-- Working data follows --
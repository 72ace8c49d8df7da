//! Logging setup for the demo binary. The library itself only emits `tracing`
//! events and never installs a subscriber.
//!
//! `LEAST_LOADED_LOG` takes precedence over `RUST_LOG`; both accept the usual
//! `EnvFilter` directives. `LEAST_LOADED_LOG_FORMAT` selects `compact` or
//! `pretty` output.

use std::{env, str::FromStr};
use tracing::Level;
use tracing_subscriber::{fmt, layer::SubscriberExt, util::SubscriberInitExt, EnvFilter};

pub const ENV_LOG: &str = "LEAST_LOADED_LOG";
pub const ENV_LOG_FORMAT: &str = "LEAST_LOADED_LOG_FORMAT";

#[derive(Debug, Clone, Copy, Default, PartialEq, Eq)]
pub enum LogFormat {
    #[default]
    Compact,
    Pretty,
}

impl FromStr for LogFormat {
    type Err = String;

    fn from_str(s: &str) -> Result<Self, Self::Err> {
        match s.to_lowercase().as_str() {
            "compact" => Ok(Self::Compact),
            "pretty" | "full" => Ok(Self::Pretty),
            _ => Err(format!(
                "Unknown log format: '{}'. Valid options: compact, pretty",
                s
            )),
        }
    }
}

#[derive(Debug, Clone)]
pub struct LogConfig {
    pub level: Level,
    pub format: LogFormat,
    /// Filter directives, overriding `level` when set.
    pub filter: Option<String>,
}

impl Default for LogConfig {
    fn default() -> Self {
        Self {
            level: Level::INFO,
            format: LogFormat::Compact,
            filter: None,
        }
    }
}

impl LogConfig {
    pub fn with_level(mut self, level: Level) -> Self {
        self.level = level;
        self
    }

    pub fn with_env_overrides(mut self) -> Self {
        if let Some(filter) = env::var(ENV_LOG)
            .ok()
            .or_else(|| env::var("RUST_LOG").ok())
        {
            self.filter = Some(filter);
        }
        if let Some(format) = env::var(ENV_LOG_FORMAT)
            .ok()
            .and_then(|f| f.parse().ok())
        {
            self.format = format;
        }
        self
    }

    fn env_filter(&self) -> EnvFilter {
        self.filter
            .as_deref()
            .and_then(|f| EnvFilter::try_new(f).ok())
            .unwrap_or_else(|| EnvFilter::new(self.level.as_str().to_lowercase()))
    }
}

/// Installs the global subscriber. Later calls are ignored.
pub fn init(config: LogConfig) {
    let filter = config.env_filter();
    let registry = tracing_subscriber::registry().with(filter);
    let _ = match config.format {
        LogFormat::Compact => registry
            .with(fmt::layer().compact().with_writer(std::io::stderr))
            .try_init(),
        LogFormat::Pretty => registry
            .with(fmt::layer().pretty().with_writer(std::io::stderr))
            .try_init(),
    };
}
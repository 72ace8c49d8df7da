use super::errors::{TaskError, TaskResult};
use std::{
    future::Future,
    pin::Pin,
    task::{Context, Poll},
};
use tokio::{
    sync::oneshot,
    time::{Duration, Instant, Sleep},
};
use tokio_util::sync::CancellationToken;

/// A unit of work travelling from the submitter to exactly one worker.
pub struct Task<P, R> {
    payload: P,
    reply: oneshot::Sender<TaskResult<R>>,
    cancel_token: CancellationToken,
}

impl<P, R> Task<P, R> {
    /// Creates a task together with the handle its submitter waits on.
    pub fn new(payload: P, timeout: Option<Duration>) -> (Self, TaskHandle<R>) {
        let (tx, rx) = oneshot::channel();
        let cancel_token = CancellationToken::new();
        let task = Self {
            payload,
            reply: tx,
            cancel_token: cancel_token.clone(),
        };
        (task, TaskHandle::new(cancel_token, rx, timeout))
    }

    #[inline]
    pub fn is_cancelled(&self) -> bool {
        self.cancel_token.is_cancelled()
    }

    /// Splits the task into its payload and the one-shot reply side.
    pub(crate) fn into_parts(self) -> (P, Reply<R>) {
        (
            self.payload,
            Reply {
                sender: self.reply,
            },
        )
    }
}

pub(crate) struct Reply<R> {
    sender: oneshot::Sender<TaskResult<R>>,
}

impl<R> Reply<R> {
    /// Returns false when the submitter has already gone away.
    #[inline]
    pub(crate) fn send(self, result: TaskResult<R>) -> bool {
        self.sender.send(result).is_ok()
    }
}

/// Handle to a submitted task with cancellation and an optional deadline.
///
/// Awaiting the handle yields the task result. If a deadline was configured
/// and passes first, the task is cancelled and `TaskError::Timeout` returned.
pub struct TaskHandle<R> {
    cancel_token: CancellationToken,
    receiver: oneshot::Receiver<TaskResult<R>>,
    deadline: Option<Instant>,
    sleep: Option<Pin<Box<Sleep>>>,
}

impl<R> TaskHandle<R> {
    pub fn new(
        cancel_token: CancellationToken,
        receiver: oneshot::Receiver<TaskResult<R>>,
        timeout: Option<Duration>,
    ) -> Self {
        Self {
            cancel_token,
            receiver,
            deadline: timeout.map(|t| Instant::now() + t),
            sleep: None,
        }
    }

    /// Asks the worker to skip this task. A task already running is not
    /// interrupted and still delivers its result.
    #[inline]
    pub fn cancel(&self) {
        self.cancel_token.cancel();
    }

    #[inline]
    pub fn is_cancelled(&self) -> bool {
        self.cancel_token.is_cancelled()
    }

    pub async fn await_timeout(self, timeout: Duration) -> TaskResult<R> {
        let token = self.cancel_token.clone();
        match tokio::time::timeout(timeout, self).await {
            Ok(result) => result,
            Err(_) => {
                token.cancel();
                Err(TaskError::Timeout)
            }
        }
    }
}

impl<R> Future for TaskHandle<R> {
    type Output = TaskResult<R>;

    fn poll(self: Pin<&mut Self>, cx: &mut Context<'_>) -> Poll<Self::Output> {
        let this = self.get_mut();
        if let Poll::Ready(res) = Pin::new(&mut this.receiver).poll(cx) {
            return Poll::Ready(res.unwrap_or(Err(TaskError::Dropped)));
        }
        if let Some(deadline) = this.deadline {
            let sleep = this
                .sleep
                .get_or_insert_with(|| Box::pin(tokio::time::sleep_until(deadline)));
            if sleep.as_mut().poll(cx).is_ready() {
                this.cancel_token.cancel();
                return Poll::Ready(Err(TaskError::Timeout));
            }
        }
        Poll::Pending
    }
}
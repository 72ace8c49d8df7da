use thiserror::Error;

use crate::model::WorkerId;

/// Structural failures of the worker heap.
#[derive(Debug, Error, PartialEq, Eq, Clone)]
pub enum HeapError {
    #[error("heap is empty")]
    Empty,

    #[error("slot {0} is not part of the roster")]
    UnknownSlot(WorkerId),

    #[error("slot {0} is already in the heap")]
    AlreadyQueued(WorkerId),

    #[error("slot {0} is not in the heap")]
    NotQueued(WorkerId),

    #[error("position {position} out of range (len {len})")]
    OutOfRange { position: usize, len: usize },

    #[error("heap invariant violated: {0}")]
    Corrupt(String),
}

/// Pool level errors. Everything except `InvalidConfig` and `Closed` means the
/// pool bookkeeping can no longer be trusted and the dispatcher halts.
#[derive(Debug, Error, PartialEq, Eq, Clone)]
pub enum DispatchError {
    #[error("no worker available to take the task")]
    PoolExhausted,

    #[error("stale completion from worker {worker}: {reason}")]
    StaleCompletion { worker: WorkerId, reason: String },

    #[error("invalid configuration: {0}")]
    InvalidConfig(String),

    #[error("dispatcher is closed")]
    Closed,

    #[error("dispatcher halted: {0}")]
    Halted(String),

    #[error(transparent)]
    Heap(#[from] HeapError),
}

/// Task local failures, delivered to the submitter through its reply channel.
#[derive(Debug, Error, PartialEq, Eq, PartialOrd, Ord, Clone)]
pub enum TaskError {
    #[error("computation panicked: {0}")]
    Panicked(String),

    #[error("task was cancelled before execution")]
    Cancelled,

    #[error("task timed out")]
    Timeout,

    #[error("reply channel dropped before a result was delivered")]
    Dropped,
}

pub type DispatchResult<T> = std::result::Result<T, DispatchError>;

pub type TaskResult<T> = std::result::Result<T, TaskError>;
-- Working data concluded --
- **About this task**:
Give nothing except how many lines of the records include "receiver".

- **Result of the task**:
4